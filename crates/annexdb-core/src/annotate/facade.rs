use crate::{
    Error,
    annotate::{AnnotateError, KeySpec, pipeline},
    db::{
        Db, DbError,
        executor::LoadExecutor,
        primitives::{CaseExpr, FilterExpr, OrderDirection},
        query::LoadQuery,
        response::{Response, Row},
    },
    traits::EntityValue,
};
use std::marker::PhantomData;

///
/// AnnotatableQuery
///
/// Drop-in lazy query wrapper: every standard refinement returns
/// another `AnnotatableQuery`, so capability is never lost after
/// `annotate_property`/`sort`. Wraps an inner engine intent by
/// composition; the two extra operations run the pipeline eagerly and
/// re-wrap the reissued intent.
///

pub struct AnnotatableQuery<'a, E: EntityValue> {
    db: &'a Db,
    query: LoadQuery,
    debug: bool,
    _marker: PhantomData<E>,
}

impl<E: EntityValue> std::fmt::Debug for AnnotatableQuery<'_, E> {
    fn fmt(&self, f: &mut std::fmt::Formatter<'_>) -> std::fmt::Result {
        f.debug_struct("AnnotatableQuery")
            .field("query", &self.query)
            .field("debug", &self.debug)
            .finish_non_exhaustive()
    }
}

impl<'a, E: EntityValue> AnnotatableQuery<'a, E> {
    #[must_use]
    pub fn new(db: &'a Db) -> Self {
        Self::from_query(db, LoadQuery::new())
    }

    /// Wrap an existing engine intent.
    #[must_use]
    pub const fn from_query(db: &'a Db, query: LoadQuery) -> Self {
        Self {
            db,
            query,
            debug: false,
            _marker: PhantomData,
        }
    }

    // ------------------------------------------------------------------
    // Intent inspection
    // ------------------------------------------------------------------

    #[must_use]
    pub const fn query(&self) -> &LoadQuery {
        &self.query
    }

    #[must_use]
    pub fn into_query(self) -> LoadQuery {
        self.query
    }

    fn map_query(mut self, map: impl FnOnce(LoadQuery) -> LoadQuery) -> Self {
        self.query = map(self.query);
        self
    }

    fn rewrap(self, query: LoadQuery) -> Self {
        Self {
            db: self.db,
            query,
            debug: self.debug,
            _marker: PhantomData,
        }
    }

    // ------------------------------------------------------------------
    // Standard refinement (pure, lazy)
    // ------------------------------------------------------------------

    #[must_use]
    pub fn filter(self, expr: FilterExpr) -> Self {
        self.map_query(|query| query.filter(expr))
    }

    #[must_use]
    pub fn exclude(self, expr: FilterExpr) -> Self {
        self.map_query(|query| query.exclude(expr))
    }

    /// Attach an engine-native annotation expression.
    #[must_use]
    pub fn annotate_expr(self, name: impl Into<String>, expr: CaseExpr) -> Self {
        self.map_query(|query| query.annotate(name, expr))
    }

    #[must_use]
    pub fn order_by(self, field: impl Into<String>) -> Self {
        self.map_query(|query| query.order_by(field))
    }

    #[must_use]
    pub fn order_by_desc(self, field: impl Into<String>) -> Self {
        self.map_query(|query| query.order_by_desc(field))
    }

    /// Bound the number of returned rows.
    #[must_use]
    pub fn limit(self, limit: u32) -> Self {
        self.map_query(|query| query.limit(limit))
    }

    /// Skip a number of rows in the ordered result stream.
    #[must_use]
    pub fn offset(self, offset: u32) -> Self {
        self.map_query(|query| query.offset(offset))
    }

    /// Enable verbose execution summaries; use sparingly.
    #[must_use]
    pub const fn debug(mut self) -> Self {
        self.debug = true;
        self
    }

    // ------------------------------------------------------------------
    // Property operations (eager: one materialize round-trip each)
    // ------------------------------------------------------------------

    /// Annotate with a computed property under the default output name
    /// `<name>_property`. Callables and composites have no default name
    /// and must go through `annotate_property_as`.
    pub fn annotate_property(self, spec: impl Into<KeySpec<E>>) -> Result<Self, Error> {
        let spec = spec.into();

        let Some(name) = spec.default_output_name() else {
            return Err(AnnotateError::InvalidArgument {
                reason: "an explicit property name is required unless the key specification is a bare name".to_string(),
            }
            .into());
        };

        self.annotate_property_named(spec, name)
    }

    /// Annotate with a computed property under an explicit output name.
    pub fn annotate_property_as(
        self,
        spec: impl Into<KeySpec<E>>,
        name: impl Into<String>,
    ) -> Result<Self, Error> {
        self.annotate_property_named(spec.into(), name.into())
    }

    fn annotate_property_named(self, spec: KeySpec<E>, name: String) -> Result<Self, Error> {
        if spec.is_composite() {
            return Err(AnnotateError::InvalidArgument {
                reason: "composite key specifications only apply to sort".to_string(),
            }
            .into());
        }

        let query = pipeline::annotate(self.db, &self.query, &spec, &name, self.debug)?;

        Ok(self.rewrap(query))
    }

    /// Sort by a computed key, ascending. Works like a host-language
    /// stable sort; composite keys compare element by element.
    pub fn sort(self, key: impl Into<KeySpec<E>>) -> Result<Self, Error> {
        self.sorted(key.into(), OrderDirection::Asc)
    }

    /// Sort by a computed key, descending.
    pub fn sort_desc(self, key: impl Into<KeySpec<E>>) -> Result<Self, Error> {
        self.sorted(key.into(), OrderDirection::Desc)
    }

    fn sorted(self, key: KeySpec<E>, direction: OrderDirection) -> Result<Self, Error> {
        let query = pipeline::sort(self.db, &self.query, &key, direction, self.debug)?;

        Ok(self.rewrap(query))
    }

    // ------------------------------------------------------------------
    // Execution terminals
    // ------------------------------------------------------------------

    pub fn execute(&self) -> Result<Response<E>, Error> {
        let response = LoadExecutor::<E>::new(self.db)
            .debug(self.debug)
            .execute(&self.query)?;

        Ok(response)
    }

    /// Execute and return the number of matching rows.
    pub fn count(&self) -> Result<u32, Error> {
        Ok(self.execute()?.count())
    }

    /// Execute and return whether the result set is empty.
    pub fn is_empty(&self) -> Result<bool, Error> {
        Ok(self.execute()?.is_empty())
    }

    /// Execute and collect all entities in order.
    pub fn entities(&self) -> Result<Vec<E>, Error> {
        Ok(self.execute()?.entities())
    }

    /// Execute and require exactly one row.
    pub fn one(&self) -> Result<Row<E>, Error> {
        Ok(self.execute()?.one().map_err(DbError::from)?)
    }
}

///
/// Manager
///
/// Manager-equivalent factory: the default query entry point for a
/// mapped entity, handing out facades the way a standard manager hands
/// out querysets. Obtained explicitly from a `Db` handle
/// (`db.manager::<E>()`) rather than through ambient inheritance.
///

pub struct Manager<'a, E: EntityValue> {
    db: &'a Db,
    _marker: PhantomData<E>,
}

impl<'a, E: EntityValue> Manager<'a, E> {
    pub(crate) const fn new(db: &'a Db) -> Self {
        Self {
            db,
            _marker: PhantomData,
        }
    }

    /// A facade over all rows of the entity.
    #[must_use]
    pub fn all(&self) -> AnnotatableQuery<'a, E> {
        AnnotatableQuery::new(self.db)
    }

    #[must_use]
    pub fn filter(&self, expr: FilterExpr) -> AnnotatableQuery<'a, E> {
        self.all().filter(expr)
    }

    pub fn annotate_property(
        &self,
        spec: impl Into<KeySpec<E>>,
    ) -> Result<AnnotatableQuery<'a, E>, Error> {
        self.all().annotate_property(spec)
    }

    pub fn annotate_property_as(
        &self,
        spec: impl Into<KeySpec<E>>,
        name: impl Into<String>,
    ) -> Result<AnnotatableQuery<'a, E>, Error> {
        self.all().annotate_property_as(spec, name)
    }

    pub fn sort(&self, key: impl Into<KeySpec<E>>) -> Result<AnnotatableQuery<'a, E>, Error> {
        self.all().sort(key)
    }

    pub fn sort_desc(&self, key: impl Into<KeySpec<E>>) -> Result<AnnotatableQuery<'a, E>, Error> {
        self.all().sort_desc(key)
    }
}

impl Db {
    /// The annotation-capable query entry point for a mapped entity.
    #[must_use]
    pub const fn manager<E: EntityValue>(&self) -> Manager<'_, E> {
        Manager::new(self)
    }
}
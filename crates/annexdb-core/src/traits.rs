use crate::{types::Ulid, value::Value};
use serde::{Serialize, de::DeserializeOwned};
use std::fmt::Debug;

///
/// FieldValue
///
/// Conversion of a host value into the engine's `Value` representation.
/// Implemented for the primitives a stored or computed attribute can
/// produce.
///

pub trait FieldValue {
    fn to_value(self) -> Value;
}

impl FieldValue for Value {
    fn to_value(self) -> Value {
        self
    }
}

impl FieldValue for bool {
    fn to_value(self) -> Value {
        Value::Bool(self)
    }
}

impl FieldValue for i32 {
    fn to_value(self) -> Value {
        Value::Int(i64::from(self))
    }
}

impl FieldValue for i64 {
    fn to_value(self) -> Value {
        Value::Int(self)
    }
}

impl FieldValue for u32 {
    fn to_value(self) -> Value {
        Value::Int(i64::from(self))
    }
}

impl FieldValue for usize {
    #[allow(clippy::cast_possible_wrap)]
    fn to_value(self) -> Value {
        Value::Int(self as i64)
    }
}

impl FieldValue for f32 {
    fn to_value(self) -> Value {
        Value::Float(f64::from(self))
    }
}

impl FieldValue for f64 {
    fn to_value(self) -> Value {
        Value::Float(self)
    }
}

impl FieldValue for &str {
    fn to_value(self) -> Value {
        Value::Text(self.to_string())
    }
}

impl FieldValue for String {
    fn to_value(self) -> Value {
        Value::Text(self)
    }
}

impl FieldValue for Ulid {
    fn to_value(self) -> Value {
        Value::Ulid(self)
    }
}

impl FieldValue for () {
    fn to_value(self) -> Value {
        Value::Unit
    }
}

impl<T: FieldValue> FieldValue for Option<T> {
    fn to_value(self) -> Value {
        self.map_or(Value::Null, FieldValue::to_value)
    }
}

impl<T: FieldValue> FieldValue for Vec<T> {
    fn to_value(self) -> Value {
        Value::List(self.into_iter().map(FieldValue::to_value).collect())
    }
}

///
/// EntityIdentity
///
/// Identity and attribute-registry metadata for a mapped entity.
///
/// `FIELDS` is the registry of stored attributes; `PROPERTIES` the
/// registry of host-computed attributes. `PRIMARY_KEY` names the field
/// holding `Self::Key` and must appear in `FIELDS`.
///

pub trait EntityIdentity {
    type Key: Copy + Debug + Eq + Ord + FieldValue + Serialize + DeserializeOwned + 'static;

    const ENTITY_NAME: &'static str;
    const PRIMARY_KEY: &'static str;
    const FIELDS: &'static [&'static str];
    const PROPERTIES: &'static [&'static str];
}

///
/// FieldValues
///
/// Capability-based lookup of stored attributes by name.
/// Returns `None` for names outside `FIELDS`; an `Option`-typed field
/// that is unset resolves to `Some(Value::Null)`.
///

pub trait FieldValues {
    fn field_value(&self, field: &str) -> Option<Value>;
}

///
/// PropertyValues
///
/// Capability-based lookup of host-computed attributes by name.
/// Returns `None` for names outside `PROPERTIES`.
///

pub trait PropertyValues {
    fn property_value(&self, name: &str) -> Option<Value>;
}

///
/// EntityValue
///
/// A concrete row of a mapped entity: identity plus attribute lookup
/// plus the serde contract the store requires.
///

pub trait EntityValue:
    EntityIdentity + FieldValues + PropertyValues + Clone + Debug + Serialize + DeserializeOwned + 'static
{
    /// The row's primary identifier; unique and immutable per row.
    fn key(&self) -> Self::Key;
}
.....
# Task item
Transcribe, please, every line from the first line of the listing above through the line with "use std::marker::PhantomData;". Keep both ends and nothing else.

# Answer below
filename crates/annexdb-core/src/annotate/facade.rs
use crate::{
    Error,
    annotate::{AnnotateError, KeySpec, pipeline},
    db::{
        Db, DbError,
        executor::LoadExecutor,
        primitives::{CaseExpr, FilterExpr, OrderDirection},
        query::LoadQuery,
        response::{Response, Row},
    },
    traits::EntityValue,
};
use std::marker::PhantomData;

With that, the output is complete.